■ **ABOUT THIS TASK**
Search term "must": copy each line of the data containing it.

[Stored items]
◆ ◆ ◆ ◆ ◆ ◆ ◆

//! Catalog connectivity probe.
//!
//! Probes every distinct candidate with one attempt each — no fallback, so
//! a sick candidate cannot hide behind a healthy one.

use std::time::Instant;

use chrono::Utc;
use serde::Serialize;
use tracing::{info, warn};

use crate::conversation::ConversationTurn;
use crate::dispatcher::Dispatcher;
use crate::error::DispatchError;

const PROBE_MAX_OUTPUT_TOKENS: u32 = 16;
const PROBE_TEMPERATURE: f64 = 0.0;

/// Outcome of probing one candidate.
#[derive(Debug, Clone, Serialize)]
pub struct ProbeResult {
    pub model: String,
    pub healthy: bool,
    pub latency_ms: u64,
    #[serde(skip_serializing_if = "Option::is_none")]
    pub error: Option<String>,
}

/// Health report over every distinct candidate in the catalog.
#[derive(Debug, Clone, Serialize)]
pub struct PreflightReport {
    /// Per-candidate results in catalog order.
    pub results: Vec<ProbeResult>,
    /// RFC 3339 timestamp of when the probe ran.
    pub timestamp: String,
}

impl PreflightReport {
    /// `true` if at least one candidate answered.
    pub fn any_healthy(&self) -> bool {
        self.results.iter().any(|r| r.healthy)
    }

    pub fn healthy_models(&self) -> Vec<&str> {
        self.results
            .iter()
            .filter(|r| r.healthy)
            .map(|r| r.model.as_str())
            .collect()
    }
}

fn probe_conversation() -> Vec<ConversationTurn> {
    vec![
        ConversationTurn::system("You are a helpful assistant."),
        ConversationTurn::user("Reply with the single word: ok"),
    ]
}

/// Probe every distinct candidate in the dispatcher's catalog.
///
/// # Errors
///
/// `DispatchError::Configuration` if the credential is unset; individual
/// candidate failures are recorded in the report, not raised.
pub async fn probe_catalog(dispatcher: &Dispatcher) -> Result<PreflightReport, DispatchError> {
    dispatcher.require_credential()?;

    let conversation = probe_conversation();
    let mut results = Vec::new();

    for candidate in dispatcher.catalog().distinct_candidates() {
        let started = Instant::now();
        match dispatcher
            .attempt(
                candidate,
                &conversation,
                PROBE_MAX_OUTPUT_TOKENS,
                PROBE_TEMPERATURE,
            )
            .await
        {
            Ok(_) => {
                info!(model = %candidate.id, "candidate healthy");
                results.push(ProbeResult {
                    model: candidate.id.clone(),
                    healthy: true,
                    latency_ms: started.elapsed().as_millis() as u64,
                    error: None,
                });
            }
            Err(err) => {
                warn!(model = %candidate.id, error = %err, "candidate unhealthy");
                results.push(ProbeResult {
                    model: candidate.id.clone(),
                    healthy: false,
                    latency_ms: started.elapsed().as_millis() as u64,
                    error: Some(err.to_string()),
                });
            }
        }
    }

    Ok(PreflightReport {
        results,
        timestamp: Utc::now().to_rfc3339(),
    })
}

◆ ◆ ◆ ◆ ◆ ◆ ◆

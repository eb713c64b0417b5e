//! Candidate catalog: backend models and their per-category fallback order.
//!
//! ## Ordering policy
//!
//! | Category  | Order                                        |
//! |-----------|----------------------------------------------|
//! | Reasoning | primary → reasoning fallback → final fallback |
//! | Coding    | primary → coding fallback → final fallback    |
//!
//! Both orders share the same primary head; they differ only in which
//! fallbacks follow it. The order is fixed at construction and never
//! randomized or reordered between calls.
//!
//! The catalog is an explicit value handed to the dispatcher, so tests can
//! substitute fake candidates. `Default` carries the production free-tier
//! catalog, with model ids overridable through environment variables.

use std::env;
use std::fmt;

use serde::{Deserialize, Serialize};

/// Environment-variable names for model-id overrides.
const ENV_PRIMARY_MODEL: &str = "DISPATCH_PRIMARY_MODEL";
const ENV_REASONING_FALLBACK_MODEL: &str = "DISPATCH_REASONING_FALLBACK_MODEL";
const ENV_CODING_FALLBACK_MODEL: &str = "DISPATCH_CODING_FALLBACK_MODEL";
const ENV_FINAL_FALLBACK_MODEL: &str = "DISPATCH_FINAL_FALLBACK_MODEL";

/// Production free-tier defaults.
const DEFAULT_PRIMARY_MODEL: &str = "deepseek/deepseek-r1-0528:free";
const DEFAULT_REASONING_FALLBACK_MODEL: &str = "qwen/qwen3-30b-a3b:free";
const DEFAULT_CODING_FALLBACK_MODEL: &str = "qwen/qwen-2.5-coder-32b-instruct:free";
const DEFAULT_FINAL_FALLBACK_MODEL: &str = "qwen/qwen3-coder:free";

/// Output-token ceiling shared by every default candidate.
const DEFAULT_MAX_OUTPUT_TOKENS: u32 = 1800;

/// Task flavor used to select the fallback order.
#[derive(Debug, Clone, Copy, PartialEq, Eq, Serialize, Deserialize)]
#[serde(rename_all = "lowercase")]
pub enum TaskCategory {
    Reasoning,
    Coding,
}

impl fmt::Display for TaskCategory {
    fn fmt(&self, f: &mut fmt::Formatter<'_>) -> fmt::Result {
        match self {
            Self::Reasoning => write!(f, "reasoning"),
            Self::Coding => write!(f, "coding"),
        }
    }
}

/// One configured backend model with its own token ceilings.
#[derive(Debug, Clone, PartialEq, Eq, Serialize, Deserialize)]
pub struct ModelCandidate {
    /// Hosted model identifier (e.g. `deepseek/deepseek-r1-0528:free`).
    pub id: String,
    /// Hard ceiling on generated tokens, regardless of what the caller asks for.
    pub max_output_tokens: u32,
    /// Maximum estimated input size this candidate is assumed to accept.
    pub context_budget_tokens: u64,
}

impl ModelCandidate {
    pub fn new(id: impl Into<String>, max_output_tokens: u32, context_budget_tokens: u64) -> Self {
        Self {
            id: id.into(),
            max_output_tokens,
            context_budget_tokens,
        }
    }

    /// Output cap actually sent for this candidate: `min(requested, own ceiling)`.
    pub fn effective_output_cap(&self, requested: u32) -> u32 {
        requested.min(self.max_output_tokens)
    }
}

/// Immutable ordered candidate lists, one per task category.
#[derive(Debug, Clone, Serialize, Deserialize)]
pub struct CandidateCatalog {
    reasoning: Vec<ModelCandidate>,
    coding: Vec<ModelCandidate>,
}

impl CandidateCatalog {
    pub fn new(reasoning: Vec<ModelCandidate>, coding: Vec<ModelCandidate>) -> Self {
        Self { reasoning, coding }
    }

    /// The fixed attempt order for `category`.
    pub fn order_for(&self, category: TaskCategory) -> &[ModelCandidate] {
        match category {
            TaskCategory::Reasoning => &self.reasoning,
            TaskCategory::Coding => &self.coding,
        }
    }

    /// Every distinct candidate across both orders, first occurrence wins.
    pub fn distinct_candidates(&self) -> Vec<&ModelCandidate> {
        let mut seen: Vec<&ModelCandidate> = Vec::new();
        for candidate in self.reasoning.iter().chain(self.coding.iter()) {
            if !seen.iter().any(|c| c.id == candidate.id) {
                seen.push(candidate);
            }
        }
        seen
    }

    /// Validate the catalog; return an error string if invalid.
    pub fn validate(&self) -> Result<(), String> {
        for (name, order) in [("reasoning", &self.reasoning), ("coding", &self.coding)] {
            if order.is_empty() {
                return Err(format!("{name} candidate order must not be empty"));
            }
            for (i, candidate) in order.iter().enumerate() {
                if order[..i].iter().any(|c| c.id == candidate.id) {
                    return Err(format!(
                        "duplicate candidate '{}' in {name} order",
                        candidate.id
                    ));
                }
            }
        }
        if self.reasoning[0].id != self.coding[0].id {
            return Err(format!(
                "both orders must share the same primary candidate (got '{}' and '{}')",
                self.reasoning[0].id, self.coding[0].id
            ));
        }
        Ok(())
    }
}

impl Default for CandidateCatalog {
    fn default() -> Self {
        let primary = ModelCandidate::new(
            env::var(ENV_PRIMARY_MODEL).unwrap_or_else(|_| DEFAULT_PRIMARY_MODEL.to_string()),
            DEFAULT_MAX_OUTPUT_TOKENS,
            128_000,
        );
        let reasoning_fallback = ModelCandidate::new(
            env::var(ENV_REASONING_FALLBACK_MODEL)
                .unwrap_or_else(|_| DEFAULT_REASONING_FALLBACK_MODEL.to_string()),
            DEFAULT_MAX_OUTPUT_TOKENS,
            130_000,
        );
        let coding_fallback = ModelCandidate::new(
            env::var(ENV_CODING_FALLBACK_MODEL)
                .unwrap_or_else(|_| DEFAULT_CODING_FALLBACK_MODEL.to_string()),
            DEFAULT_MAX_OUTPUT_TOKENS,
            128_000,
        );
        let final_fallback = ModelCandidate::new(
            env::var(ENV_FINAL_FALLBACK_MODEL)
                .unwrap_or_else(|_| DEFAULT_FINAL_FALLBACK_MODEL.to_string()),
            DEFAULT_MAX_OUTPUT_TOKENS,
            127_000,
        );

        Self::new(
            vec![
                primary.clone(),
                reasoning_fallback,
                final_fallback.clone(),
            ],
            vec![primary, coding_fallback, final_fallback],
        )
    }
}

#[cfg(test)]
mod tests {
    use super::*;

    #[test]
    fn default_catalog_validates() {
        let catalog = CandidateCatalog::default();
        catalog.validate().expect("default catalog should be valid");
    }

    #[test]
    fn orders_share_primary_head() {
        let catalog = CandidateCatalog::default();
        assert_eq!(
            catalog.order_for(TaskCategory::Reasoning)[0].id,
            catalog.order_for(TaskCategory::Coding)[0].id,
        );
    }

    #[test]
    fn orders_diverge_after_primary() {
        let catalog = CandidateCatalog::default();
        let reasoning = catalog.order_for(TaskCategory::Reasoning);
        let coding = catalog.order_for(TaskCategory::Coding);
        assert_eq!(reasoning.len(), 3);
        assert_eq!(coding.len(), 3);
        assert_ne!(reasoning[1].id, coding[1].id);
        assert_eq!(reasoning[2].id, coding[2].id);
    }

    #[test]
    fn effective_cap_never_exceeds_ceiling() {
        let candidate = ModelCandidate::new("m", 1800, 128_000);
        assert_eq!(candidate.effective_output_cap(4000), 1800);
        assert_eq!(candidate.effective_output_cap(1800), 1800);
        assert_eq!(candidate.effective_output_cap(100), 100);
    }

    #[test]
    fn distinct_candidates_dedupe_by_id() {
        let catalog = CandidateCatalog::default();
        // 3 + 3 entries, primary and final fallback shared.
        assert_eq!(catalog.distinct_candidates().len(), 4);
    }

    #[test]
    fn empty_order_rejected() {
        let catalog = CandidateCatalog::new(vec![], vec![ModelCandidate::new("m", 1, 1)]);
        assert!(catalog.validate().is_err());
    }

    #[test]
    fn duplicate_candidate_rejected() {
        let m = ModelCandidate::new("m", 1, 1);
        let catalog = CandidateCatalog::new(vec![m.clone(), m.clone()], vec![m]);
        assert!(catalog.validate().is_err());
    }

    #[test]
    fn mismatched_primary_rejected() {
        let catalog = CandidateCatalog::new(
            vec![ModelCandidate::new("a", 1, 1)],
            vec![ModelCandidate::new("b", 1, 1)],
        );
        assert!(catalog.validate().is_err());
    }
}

◆ ◆ ◆ ◆ ◆ ◆ ◆

■ **SOLUTION TO THIS PROBLEM**
                return Err(format!("{name} candidate order must not be empty"));
                "both orders must share the same primary candidate (got '{}' and '{}')",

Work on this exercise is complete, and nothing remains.